* What is expected *
Copy out exactly the lines below that run from the one holding "its typed Create/Update" to the one holding "their error rows.", keeping both of those lines and no others.
::::::::::
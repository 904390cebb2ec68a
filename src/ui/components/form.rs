use super::input::{InputResult, TextInput};
use super::KeyResult;
use crossterm::event::{KeyCode, KeyEvent};
use ratatui::prelude::*;
use ratatui::widgets::Paragraph;

use crate::api::types::FieldErrors;

/// Events emitted by a form that the parent view handles
#[derive(Debug, Clone, Copy, PartialEq, Eq)]
pub enum FormEvent {
  /// Enter on the last field; the view validates and submits
  Submitted,
  /// Esc anywhere in the form
  Cancelled,
}

/// One labeled text field.
pub struct FormField {
  pub name: &'static str,
  pub label: &'static str,
  pub input: TextInput,
  secret: bool,
}

impl FormField {
  pub fn new(name: &'static str, label: &'static str) -> Self {
    Self {
      name,
      label,
      input: TextInput::new(),
      secret: false,
    }
  }

  pub fn with_value(name: &'static str, label: &'static str, value: &str) -> Self {
    Self {
      name,
      label,
      input: TextInput::with_value(value),
      secret: false,
    }
  }

  /// Render the value as asterisks (passwords).
  pub fn secret(mut self) -> Self {
    self.secret = true;
    self
  }
}

/// A vertical stack of labeled inputs with field-level validation errors.
///
/// The form is deliberately dumb about types: every field edits text, and
/// the owning view converts field values into its typed Create/Update
/// command and runs the command's validator before submitting. Validation
/// errors land back here via `set_errors` and render under their fields.
pub struct Form {
  fields: Vec<FormField>,
  focus: usize,
  errors: FieldErrors,
}

impl Form {
  pub fn new(fields: Vec<FormField>) -> Self {
    Self {
      fields,
      focus: 0,
      errors: FieldErrors::new(),
    }
  }

  pub fn value(&self, name: &str) -> String {
    self
      .fields
      .iter()
      .find(|f| f.name == name)
      .map(|f| f.input.value())
      .unwrap_or_default()
  }

  pub fn set_value(&mut self, name: &str, value: &str) {
    if let Some(field) = self.fields.iter_mut().find(|f| f.name == name) {
      field.input.set_value(value);
    }
  }

  pub fn set_errors(&mut self, errors: FieldErrors) {
    self.errors = errors;
  }

  pub fn clear_errors(&mut self) {
    self.errors.clear();
  }

  pub fn has_errors(&self) -> bool {
    !self.errors.is_empty()
  }

  /// Lines needed to render all fields with their error rows.
  pub fn height(&self) -> u16 {
    let error_rows = self
      .fields
      .iter()
      .filter(|f| self.errors.contains_key(f.name))
      .count();
    (self.fields.len() + error_rows) as u16
  }

  pub fn handle_key(&mut self, key: KeyEvent) -> KeyResult<FormEvent> {
    match key.code {
      KeyCode::Tab | KeyCode::Down => {
        self.focus = (self.focus + 1) % self.fields.len().max(1);
        KeyResult::Handled
      }
      KeyCode::BackTab | KeyCode::Up => {
        let len = self.fields.len().max(1);
        self.focus = (self.focus + len - 1) % len;
        KeyResult::Handled
      }
      KeyCode::Enter => {
        if self.focus + 1 < self.fields.len() {
          self.focus += 1;
          KeyResult::Handled
        } else {
          KeyResult::Event(FormEvent::Submitted)
        }
      }
      KeyCode::Esc => KeyResult::Event(FormEvent::Cancelled),
      _ => {
        let Some(field) = self.fields.get_mut(self.focus) else {
          return KeyResult::NotHandled;
        };
        match field.input.handle_key(key) {
          InputResult::Consumed => KeyResult::Handled,
          // Submitted/Cancelled are intercepted above; anything else was
          // a key the input didn't care about.
          _ => KeyResult::NotHandled,
        }
      }
    }
  }

  pub fn render(&self, frame: &mut Frame, area: Rect) {
    let label_width = self
      .fields
      .iter()
      .map(|f| f.label.len())
      .max()
      .unwrap_or(0);

    let mut lines = Vec::new();
    for (i, field) in self.fields.iter().enumerate() {
      let focused = i == self.focus;
      let value = if field.secret {
        "*".repeat(field.input.value().chars().count())
      } else {
        field.input.value()
      };

      let label_style = if focused {
        Style::default().fg(Color::Cyan).bold()
      } else {
        Style::default().fg(Color::White)
      };

      let mut spans = vec![
        Span::styled(format!("{:>width$}: ", field.label, width = label_width), label_style),
        Span::raw(value),
      ];
      if focused {
        spans.push(Span::styled("_", Style::default().fg(Color::Yellow)));
      }
      lines.push(Line::from(spans));

      if let Some(error) = self.errors.get(field.name) {
        lines.push(Line::from(Span::styled(
          format!("{:>width$}  {}", "", error, width = label_width),
          Style::default().fg(Color::Red),
        )));
      }
    }

    frame.render_widget(Paragraph::new(lines), area);
  }
}

#[cfg(test)]
mod tests {
  use super::*;
  use crossterm::event::KeyModifiers;

  fn key(code: KeyCode) -> KeyEvent {
    KeyEvent::new(code, KeyModifiers::NONE)
  }

  fn sample_form() -> Form {
    Form::new(vec![
      FormField::new("name", "Name"),
      FormField::new("slug", "Slug"),
    ])
  }

  #[test]
  fn test_typing_goes_to_focused_field() {
    let mut form = sample_form();
    form.handle_key(key(KeyCode::Char('t')));
    form.handle_key(key(KeyCode::Tab));
    form.handle_key(key(KeyCode::Char('s')));
    assert_eq!(form.value("name"), "t");
    assert_eq!(form.value("slug"), "s");
  }

  #[test]
  fn test_enter_advances_then_submits() {
    let mut form = sample_form();
    assert_eq!(form.handle_key(key(KeyCode::Enter)), KeyResult::Handled);
    assert_eq!(
      form.handle_key(key(KeyCode::Enter)),
      KeyResult::Event(FormEvent::Submitted)
    );
  }

  #[test]
  fn test_escape_cancels() {
    let mut form = sample_form();
    assert_eq!(
      form.handle_key(key(KeyCode::Esc)),
      KeyResult::Event(FormEvent::Cancelled)
    );
  }

  #[test]
  fn test_errors_add_rows() {
    let mut form = sample_form();
    assert_eq!(form.height(), 2);
    let mut errors = FieldErrors::new();
    errors.insert("name", "Name is required".into());
    form.set_errors(errors);
    assert_eq!(form.height(), 3);
    assert!(form.has_errors());
  }
}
::::::::::
* Task response *
/// the owning view converts field values into its typed Create/Update
/// command and runs the command's validator before submitting. Validation
/// errors land back here via `set_errors` and render under their fields.
pub struct Form {
  fields: Vec<FormField>,
  focus: usize,
  errors: FieldErrors,
}

impl Form {
  pub fn new(fields: Vec<FormField>) -> Self {
    Self {
      fields,
      focus: 0,
      errors: FieldErrors::new(),
    }
  }

  pub fn value(&self, name: &str) -> String {
    self
      .fields
      .iter()
      .find(|f| f.name == name)
      .map(|f| f.input.value())
      .unwrap_or_default()
  }

  pub fn set_value(&mut self, name: &str, value: &str) {
    if let Some(field) = self.fields.iter_mut().find(|f| f.name == name) {
      field.input.set_value(value);
    }
  }

  pub fn set_errors(&mut self, errors: FieldErrors) {
    self.errors = errors;
  }

  pub fn clear_errors(&mut self) {
    self.errors.clear();
  }

  pub fn has_errors(&self) -> bool {
    !self.errors.is_empty()
  }

  /// Lines needed to render all fields with their error rows.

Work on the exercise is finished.